Repetition is the mother of all learning. Repeat a new message, and eventually, we hypnotize ourselves and recover the image we were born to be.
It's related to the limited scientific idea which Joe Dispenza talks about: "Neurons which fire together, wire together." But thought precedes the brain's firing of electricity and are visible as neural pathways and networks are observable, while thought from the mind is non-energetic and therefore invisible. Maybe it's the space or nothingness between molecular structures, holding everything in place.
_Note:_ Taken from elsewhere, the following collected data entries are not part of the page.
pub struct Engine<F: BusFrontend> {
    front: F,
    pins: PowerPins,
    pub settings: Settings,
    pub pages: PageMap,
    pub printer: Printer,
    pub hpil: Hpil,
    pub xmem: XmemCache,
    nv: Box<dyn NvRam>,
    images: Box<dyn ImageStore>,
    console: Box<dyn ByteChannel>,
    mirror: Arc<IlMirror>,
    q: EngineQueues,

    selected: ActivePeripheral,
    prph_selected: u16,
    ram_selected: u16,
    wand_cached: u16,
    pending: PendingOp,
    read_pending: bool,
    write_pending: bool,
    fi_lo: u32,
    fi_hi: u32,
    cycle: u32,
    was_pwo: bool,
    trace: TraceLine,
}
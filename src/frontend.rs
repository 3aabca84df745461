// Bus frontend seam.  On the cartridge the PIO state machines sample
// SYNC/ISA/DATA/CLK/FI and drive ISA-out, DATA-out, FI-OE and IR with
// phase-exact timing; the cycle engine only ever sees their FIFOs.  This
// trait is that FIFO contract, with a full in-process simulator for the
// host build and the tests.

use std::collections::VecDeque;
use std::sync::atomic::{AtomicBool, Ordering};
use std::sync::{Arc, Mutex};

/// PWO/SYNC pin state, readable from the service loop as well.
#[derive(Clone)]
pub struct PowerPins {
    pwo: Arc<AtomicBool>,
    sync: Arc<AtomicBool>,
}

impl PowerPins {
    pub fn new() -> Self {
        Self {
            pwo: Arc::new(AtomicBool::new(false)),
            sync: Arc::new(AtomicBool::new(false)),
        }
    }

    pub fn pwo(&self) -> bool {
        self.pwo.load(Ordering::Relaxed)
    }

    pub fn sync(&self) -> bool {
        self.sync.load(Ordering::Relaxed)
    }

    pub fn set_pwo(&self, high: bool) {
        self.pwo.store(high, Ordering::Relaxed);
    }

    pub fn set_sync(&self, high: bool) {
        self.sync.store(high, Ordering::Relaxed);
    }
}

impl Default for PowerPins {
    fn default() -> Self {
        Self::new()
    }
}

/// FIFO seam between the bus sampler/driver blocks and the cycle engine.
///
/// The blocking reads are the engine's phase synchronisation: each
/// returns `None` instead of a word when PWO drops, and the engine must
/// then run its power-down path rather than stall.
pub trait BusFrontend: Send {
    fn pins(&self) -> PowerPins;

    /// Instruction word at T54: SYNC in bit 11, opcode in bits 9..0.
    fn read_instruction(&mut self) -> Option<u16>;
    /// ISA address, available from T30.
    fn read_address(&mut self) -> Option<u16>;
    /// Next word from the DATA sampler: D0..31, then D32..55 (aligned).
    fn read_data(&mut self) -> Option<u32>;
    /// FI sampler words for this cycle, when the hardware captures them.
    fn read_fi(&mut self) -> Option<(u32, u32)>;
    /// Discard a stale DATA word left over from the FI phase window.
    fn drain_spurious_data(&mut self);

    /// Queue a 10-bit word for the ISA driver's output window.
    fn push_isa(&mut self, word: u16);
    /// Force the carry bit during the carry window.
    fn push_carry(&mut self);
    /// Queue one DATA output word (two per 56-bit register).
    fn push_data(&mut self, word: u32);
    /// FI-OE pattern for the next cycle.
    fn push_fi(&mut self, lo: u32, hi: u32);
    /// 27-symbol IR frame, left-aligned.
    fn push_ir(&mut self, frame: u32);

    /// Drive ISA high long enough to wake the calculator.
    fn wake(&mut self);
    /// PWO edge: restart the sampler state machines, flush all FIFOs.
    fn reset(&mut self);
}

// ── Simulator ─────────────────────────────────────────────────

#[derive(Default)]
struct SimState {
    instr: VecDeque<u16>,
    addr: VecDeque<u16>,
    data: VecDeque<u32>,
    fi: VecDeque<(u32, u32)>,
    spurious: VecDeque<u32>,

    isa_out: Vec<u16>,
    carry_out: u32,
    data_out: Vec<u32>,
    fi_out: Vec<(u32, u32)>,
    ir_out: Vec<u32>,
    wakes: u32,
    resets: u32,
}

/// Scripted stand-in for the PIO blocks.  Tests feed whole bus cycles
/// and inspect everything the engine drove back.
#[derive(Clone)]
pub struct SimFrontend {
    pins: PowerPins,
    state: Arc<Mutex<SimState>>,
}

impl SimFrontend {
    pub fn new() -> Self {
        Self {
            pins: PowerPins::new(),
            state: Arc::new(Mutex::new(SimState::default())),
        }
    }

    /// Script one full bus cycle worth of sampler words.
    pub fn feed_cycle(&self, instr: u16, addr: u16, data_lo: u32, data_hi: u32) {
        let mut st = self.state.lock().unwrap();
        st.instr.push_back(instr);
        st.addr.push_back(addr);
        st.data.push_back(data_lo);
        st.data.push_back(data_hi);
        st.fi.push_back((0xFFFF_FFFF, 0x00FF_FFFF));
        self.pins.set_pwo(true);
    }

    pub fn power(&self, pwo: bool, sync: bool) {
        self.pins.set_pwo(pwo);
        self.pins.set_sync(sync);
    }

    pub fn has_pending_input(&self) -> bool {
        !self.state.lock().unwrap().instr.is_empty()
    }

    pub fn take_isa_out(&self) -> Vec<u16> {
        std::mem::take(&mut self.state.lock().unwrap().isa_out)
    }

    pub fn take_data_out(&self) -> Vec<u32> {
        std::mem::take(&mut self.state.lock().unwrap().data_out)
    }

    pub fn take_fi_out(&self) -> Vec<(u32, u32)> {
        std::mem::take(&mut self.state.lock().unwrap().fi_out)
    }

    pub fn take_ir_out(&self) -> Vec<u32> {
        std::mem::take(&mut self.state.lock().unwrap().ir_out)
    }

    pub fn carry_count(&self) -> u32 {
        self.state.lock().unwrap().carry_out
    }

    pub fn reset_count(&self) -> u32 {
        self.state.lock().unwrap().resets
    }

    pub fn wake_count(&self) -> u32 {
        self.state.lock().unwrap().wakes
    }
}

impl Default for SimFrontend {
    fn default() -> Self {
        Self::new()
    }
}

impl BusFrontend for SimFrontend {
    fn pins(&self) -> PowerPins {
        self.pins.clone()
    }

    fn read_instruction(&mut self) -> Option<u16> {
        self.state.lock().unwrap().instr.pop_front()
    }

    fn read_address(&mut self) -> Option<u16> {
        self.state.lock().unwrap().addr.pop_front()
    }

    fn read_data(&mut self) -> Option<u32> {
        self.state.lock().unwrap().data.pop_front()
    }

    fn read_fi(&mut self) -> Option<(u32, u32)> {
        self.state.lock().unwrap().fi.pop_front()
    }

    fn drain_spurious_data(&mut self) {
        self.state.lock().unwrap().spurious.pop_front();
    }

    fn push_isa(&mut self, word: u16) {
        self.state.lock().unwrap().isa_out.push(word);
    }

    fn push_carry(&mut self) {
        self.state.lock().unwrap().carry_out += 1;
    }

    fn push_data(&mut self, word: u32) {
        self.state.lock().unwrap().data_out.push(word);
    }

    fn push_fi(&mut self, lo: u32, hi: u32) {
        self.state.lock().unwrap().fi_out.push((lo, hi));
    }

    fn push_ir(&mut self, frame: u32) {
        self.state.lock().unwrap().ir_out.push(frame);
    }

    fn wake(&mut self) {
        self.state.lock().unwrap().wakes += 1;
    }

    fn reset(&mut self) {
        let mut st = self.state.lock().unwrap();
        st.instr.clear();
        st.addr.clear();
        st.data.clear();
        st.fi.clear();
        st.spurious.clear();
        st.resets += 1;
    }
}

#[cfg(test)]
mod tests {
    use super::*;

    #[test]
    fn test_sim_fifo_order() {
        let sim = SimFrontend::new();
        sim.feed_cycle(0x900, 0x8123, 0x1111, 0x22);
        let mut front = sim.clone();
        assert_eq!(front.read_instruction(), Some(0x900));
        assert_eq!(front.read_data(), Some(0x1111));
        assert_eq!(front.read_address(), Some(0x8123));
        assert_eq!(front.read_data(), Some(0x22));
        assert_eq!(front.read_instruction(), None);
    }

    #[test]
    fn test_sim_reset_flushes() {
        let sim = SimFrontend::new();
        sim.feed_cycle(0x900, 0x8123, 0, 0);
        let mut front = sim.clone();
        front.reset();
        assert_eq!(front.read_instruction(), None);
        assert_eq!(sim.reset_count(), 1);
    }

    #[test]
    fn test_sim_captures_outputs() {
        let sim = SimFrontend::new();
        let mut front = sim.clone();
        front.push_isa(0x3A7);
        front.push_carry();
        front.push_data(0x42);
        front.push_fi(1, 2);
        assert_eq!(sim.take_isa_out(), vec![0x3A7]);
        assert_eq!(sim.carry_count(), 1);
        assert_eq!(sim.take_data_out(), vec![0x42]);
        assert_eq!(sim.take_fi_out(), vec![(1, 2)]);
    }
}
Guy Finley teaches about the folly of thinking about things we don't want or don't like because it leads to obtaining what we don't want or like. Oddly enough, even if we have every beautiful thing in the world, if we are thinking of something else, then we get the 'something else' in our consciousness and the visible becomes irrelevant. Rich people who seem to have every benefit have committed suicide. What they had didn't kill them, but what they thought, did.
There's no such thing as reality; there's only perception. Maybe perception is just so-called knowledge and even creates the condition we desire to evade.
So we covered these ideas and more, and he walked away with gratitude lighting his path.
Prayer is the Distant Mental or Spiritual Influence that exists in all times and places.